WHAT NEEDS TO BE DONE – In the listing that follows, copy out each line that includes the word "filter".

----------

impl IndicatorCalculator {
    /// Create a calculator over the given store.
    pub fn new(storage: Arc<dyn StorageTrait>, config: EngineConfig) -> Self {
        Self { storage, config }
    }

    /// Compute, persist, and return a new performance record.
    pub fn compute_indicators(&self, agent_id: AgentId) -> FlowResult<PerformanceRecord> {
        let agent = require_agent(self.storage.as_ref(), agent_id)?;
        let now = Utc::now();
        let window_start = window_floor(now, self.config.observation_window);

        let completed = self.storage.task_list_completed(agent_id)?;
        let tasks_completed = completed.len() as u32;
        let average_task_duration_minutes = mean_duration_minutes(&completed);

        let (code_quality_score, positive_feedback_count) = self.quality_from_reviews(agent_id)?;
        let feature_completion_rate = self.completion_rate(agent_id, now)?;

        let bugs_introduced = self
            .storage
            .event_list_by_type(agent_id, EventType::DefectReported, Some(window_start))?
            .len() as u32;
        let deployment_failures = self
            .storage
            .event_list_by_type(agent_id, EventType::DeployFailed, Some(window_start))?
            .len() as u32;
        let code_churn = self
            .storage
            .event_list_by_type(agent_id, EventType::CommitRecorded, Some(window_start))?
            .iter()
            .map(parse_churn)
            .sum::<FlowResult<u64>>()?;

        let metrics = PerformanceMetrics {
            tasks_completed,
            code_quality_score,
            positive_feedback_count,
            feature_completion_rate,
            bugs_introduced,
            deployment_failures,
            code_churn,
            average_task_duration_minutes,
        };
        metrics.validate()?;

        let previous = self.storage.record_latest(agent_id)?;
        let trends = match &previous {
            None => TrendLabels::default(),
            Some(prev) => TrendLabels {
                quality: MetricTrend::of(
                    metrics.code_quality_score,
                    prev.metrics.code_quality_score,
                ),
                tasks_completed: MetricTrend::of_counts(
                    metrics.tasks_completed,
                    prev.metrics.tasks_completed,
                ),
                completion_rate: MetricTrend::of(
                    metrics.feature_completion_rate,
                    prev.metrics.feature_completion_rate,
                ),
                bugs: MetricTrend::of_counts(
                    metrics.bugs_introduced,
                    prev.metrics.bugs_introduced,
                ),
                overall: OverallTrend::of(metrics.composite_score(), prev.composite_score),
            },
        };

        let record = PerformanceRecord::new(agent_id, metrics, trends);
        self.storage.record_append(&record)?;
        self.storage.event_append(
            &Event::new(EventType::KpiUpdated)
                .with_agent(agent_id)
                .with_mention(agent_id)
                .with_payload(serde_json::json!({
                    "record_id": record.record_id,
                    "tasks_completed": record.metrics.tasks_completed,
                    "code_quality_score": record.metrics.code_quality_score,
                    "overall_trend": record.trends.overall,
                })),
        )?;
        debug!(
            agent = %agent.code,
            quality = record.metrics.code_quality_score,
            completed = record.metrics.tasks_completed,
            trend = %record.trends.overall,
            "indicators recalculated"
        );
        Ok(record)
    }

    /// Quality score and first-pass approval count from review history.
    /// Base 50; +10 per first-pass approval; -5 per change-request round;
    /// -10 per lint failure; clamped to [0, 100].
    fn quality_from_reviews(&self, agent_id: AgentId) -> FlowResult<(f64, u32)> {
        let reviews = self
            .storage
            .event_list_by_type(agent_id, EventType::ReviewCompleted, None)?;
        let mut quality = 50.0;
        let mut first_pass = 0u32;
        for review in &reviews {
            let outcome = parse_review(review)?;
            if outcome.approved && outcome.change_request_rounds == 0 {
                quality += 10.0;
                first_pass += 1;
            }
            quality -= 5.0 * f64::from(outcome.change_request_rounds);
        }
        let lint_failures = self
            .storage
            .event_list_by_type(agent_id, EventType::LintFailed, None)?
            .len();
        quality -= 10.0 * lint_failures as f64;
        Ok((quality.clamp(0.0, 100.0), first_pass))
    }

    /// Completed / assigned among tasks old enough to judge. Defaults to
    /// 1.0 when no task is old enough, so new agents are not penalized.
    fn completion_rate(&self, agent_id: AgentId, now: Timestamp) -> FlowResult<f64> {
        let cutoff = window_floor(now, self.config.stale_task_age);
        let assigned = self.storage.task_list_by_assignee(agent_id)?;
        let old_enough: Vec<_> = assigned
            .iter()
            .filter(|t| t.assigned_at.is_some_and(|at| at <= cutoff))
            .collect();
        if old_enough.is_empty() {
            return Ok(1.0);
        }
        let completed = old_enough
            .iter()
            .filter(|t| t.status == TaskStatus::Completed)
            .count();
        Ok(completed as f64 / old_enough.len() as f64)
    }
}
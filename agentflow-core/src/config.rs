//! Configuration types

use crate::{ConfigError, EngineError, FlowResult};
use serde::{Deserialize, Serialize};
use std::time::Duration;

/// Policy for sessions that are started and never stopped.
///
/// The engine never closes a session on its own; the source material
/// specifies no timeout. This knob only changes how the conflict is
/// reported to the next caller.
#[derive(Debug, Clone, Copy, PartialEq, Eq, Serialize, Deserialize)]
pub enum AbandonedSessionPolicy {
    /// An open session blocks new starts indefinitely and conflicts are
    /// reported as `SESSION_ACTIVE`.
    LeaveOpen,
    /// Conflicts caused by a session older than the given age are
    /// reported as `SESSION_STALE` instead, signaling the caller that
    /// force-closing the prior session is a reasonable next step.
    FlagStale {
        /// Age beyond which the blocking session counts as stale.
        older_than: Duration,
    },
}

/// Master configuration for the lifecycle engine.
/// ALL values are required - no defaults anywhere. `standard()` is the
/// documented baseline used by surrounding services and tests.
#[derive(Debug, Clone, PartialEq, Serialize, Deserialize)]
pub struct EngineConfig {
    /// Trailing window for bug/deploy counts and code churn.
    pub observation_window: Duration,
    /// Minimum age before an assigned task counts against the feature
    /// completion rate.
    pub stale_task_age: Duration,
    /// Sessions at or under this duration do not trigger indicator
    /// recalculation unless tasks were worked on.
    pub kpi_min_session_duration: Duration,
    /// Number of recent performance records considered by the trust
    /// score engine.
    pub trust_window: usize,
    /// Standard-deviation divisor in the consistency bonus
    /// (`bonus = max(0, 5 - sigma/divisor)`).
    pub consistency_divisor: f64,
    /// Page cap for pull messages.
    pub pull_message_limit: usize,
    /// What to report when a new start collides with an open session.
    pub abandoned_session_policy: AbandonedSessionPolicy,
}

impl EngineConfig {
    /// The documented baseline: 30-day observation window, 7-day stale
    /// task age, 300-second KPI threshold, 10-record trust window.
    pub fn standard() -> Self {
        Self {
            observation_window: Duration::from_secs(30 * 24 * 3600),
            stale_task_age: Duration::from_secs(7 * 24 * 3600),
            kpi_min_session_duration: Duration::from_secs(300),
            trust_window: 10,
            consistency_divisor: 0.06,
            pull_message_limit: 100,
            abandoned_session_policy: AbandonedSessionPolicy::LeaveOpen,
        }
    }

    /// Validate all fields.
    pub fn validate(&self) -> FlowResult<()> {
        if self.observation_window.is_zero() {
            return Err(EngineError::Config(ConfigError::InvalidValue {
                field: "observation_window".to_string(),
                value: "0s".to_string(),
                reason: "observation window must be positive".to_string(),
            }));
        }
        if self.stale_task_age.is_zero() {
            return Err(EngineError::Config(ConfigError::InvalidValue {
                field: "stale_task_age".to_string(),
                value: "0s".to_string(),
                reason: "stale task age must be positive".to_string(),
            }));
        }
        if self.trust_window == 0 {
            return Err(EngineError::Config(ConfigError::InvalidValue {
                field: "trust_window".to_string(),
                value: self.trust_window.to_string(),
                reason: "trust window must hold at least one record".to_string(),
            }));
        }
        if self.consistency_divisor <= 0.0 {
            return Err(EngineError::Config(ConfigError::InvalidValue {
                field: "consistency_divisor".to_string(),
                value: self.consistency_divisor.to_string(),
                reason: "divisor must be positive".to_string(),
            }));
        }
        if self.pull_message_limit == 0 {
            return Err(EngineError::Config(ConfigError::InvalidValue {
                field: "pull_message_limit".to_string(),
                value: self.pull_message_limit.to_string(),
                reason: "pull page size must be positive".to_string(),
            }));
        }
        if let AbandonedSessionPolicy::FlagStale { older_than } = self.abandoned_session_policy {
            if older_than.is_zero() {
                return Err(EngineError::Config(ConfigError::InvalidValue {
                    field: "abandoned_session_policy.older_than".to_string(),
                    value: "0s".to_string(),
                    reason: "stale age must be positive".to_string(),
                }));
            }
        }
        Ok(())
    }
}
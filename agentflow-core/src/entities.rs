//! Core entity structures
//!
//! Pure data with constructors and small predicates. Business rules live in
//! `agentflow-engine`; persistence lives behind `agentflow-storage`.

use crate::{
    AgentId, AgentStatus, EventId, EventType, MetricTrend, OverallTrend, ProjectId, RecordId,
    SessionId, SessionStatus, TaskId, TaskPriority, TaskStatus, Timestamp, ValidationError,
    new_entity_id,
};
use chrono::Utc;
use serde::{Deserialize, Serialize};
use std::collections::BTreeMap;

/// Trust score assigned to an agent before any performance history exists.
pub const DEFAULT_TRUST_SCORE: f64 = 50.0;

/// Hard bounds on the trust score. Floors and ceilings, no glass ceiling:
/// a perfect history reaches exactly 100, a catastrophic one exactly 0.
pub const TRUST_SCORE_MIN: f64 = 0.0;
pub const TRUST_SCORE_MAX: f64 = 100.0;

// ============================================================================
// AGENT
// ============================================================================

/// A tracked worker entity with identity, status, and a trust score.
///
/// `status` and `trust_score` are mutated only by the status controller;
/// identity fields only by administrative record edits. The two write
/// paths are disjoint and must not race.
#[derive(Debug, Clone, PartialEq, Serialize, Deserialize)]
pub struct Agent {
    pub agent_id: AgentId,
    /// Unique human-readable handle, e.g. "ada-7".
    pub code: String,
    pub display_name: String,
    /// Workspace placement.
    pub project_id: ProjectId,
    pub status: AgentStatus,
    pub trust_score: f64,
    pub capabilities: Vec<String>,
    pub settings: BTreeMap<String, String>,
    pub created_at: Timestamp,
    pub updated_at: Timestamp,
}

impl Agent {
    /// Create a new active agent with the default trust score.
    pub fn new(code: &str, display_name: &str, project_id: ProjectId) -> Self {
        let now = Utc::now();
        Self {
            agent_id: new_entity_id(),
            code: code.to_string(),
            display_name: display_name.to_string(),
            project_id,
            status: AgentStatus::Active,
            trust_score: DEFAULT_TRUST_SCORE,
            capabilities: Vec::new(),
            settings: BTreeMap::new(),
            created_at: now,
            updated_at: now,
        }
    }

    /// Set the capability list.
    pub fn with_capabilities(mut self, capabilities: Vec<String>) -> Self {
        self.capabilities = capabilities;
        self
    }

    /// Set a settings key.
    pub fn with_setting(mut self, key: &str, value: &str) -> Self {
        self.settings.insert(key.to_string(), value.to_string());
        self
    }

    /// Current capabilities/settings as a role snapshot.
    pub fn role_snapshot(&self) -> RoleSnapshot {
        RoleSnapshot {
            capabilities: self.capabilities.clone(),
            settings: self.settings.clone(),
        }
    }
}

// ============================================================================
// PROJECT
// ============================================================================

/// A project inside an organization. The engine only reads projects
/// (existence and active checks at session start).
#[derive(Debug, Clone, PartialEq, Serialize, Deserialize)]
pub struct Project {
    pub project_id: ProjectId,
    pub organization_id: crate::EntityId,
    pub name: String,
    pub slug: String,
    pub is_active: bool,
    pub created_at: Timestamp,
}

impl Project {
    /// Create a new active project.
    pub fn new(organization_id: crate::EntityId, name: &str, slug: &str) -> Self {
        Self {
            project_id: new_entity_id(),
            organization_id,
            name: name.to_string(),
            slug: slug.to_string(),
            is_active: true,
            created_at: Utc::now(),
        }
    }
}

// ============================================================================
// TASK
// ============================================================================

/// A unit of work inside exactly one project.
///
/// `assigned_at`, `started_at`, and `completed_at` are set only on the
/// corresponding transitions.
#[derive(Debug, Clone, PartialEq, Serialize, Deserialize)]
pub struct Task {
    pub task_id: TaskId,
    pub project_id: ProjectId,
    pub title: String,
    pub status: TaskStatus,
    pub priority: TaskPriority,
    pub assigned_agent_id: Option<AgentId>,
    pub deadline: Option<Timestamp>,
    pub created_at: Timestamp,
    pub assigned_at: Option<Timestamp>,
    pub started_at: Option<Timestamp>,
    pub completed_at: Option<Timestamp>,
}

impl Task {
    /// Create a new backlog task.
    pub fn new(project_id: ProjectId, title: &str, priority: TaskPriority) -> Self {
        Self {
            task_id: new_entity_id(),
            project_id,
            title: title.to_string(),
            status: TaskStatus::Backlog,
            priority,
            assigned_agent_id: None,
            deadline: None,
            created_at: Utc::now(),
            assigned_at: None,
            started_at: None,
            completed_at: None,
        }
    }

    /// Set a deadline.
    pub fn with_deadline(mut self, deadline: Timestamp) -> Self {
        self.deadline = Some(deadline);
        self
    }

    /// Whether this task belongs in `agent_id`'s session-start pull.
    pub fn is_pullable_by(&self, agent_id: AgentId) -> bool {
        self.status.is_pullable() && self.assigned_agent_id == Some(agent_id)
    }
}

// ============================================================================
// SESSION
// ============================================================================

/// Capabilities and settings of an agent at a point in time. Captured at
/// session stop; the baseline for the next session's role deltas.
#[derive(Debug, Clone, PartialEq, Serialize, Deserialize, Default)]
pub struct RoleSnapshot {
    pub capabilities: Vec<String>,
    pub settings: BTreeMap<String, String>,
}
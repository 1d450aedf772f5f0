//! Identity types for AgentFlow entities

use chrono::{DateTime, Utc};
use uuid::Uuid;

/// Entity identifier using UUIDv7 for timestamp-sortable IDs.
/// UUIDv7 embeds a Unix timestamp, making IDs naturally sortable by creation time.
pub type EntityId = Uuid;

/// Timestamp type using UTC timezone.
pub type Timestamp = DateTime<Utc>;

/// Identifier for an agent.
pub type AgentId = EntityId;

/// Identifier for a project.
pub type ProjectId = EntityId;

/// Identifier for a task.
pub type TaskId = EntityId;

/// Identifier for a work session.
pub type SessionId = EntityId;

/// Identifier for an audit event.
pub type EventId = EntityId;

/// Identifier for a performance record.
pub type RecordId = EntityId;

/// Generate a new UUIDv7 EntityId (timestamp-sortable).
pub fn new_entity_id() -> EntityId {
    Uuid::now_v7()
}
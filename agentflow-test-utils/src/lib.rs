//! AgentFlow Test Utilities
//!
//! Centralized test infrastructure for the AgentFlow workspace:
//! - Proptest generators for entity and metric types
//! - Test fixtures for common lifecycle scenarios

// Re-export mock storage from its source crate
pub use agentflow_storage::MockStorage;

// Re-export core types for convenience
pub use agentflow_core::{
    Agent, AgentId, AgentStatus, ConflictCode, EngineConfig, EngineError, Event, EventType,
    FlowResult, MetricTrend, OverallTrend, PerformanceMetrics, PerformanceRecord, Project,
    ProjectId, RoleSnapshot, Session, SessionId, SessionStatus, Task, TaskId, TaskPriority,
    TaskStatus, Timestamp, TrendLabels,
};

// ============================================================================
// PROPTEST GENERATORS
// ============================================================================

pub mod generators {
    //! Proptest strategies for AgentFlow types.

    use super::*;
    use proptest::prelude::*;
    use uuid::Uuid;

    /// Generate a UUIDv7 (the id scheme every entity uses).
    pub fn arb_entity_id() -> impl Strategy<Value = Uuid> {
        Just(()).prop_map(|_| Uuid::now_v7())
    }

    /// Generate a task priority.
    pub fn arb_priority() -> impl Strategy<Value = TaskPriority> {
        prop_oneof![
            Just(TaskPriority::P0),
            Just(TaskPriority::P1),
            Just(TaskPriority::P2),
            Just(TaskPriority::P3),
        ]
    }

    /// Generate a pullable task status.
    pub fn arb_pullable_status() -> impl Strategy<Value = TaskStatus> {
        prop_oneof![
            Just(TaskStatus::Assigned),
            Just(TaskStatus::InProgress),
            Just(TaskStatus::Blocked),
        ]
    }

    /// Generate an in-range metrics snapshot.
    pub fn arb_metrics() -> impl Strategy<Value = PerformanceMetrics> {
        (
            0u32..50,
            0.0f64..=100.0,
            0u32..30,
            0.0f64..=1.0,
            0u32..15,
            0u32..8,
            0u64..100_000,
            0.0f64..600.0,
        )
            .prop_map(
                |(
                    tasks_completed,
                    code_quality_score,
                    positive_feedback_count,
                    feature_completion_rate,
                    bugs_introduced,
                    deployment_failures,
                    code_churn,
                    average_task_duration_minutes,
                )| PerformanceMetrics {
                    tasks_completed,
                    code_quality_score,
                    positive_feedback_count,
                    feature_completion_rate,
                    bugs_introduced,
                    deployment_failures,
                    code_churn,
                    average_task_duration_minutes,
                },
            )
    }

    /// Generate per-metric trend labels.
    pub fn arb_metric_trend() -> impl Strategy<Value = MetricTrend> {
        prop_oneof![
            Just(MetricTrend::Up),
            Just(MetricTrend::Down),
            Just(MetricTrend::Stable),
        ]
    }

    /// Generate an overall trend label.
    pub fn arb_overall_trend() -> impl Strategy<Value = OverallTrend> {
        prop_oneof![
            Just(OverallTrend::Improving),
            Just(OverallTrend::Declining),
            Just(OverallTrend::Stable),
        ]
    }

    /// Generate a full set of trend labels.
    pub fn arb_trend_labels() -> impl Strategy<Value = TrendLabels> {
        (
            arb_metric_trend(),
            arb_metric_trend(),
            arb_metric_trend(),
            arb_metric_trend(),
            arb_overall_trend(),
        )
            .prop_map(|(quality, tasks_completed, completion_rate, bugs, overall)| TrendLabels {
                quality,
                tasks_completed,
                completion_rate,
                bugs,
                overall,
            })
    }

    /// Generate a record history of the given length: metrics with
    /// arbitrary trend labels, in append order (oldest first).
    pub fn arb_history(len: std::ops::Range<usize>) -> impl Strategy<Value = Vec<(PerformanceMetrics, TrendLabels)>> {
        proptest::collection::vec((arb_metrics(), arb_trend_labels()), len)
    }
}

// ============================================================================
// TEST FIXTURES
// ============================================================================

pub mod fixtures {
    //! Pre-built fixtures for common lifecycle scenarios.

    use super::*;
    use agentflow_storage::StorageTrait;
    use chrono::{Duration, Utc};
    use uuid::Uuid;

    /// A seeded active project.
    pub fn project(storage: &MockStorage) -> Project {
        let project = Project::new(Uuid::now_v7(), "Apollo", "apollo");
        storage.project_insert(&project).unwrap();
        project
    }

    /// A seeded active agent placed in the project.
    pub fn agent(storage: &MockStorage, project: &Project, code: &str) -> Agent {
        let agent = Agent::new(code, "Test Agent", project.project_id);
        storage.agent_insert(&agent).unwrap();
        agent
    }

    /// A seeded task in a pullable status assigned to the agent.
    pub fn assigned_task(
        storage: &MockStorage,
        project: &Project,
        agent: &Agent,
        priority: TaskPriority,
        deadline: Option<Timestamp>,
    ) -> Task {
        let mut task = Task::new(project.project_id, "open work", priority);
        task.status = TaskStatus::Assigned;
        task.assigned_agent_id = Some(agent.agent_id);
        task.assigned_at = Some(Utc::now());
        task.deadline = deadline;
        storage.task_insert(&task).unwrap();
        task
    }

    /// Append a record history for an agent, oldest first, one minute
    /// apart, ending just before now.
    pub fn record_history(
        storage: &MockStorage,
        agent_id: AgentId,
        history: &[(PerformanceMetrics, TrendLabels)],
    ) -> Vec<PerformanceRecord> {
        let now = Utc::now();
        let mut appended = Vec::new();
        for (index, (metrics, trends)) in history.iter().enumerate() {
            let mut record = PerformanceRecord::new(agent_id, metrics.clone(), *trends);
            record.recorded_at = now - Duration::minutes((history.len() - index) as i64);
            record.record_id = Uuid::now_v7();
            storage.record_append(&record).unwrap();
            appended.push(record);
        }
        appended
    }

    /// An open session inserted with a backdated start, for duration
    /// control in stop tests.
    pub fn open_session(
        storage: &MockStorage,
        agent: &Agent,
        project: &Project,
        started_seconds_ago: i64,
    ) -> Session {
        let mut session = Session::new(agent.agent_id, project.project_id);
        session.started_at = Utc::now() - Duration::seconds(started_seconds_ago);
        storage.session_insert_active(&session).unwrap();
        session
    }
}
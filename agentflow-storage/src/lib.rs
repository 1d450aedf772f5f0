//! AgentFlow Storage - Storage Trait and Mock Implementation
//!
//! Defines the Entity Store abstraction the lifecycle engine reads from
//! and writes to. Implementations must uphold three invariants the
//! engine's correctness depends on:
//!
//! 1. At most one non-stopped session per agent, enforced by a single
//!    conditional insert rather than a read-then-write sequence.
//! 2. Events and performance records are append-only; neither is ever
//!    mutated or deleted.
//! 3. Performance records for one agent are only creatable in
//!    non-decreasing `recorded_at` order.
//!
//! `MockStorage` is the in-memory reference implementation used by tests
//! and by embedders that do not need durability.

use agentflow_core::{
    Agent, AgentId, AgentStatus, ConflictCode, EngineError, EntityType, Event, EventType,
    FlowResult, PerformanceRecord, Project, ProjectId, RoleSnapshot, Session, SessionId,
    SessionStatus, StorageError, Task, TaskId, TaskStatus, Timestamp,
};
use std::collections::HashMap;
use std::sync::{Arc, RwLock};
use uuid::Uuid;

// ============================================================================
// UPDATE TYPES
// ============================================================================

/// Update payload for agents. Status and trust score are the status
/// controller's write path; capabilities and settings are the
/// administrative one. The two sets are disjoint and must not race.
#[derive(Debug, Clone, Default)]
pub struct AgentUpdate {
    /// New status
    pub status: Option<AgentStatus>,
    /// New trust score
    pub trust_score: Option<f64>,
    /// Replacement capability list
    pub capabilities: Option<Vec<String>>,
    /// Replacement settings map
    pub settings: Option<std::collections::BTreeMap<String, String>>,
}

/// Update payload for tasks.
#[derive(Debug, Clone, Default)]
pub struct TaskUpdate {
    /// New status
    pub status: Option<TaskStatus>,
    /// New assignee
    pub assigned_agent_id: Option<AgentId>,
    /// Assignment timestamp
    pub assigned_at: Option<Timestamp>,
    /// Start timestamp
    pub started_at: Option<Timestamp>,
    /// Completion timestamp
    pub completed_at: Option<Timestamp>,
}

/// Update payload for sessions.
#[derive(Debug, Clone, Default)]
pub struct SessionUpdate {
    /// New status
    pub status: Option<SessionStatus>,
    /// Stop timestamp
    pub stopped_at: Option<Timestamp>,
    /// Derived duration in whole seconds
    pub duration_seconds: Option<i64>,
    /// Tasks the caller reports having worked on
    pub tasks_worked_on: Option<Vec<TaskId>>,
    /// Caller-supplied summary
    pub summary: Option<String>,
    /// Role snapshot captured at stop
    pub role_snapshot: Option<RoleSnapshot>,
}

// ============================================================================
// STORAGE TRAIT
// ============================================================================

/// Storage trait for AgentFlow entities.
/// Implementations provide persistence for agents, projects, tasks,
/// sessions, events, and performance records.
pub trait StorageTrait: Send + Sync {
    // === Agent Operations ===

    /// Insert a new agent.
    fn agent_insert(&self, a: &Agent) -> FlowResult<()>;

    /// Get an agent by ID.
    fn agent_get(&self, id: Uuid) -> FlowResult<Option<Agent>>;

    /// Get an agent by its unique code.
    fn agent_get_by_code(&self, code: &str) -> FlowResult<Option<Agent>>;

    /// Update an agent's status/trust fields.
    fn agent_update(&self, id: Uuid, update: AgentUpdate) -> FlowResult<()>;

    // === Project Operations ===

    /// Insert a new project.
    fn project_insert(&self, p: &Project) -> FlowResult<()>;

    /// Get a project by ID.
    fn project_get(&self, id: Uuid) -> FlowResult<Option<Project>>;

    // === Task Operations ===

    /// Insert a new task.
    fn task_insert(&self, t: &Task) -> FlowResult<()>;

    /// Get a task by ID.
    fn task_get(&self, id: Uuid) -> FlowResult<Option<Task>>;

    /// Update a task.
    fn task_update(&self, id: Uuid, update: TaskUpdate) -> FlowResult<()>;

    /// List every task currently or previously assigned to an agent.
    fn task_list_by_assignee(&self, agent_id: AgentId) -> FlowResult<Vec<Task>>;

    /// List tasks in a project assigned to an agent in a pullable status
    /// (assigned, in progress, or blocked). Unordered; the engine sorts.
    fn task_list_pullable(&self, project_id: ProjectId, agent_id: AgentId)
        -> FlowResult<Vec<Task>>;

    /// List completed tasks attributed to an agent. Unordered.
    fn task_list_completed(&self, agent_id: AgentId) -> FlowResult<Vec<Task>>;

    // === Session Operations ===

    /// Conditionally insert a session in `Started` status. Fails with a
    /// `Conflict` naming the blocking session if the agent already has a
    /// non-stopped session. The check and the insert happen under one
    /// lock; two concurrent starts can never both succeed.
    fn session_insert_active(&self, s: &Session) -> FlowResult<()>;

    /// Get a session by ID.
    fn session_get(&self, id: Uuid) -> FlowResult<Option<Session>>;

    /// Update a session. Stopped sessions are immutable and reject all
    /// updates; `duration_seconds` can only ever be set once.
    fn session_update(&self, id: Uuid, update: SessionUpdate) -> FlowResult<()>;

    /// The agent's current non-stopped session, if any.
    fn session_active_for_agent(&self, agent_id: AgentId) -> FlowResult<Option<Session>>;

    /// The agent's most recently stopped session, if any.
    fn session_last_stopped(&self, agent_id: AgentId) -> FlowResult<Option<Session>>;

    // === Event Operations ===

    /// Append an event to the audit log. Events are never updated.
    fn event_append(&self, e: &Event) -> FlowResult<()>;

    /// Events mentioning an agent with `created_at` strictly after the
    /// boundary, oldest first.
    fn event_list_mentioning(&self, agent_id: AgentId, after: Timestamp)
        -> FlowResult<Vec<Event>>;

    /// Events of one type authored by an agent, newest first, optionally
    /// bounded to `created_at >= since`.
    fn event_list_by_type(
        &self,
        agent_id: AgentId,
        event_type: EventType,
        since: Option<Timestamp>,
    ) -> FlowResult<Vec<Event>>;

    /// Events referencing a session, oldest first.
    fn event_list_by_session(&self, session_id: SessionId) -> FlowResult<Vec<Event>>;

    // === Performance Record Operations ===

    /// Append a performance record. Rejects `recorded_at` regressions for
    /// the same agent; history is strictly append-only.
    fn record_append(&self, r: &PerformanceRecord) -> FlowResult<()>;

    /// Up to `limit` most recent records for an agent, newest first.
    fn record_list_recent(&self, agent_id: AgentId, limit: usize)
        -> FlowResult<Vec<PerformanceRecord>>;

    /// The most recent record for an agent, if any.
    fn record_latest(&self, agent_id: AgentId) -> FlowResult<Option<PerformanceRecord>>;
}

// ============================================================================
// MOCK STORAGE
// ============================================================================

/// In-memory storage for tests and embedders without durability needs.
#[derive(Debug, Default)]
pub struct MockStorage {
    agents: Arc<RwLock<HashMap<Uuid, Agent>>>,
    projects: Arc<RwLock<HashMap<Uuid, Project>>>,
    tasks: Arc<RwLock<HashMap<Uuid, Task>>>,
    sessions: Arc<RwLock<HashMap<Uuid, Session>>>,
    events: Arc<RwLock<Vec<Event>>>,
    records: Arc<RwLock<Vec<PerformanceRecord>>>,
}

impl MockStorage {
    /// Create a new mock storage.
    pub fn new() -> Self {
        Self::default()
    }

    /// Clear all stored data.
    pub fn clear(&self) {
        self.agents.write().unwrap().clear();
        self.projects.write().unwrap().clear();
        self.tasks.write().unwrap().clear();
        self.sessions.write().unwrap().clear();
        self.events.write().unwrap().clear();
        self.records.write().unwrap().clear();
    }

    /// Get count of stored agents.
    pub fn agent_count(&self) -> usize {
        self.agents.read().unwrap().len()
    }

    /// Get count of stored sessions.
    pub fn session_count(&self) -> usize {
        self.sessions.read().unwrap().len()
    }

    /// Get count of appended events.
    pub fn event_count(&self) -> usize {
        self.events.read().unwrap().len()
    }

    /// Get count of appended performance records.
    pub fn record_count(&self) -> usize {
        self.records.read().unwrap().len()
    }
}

----------

EXERCISE RESPONSE –
            .filter(|t| t.assigned_at.is_some_and(|at| at <= cutoff))
            .filter(|t| t.status == TaskStatus::Completed)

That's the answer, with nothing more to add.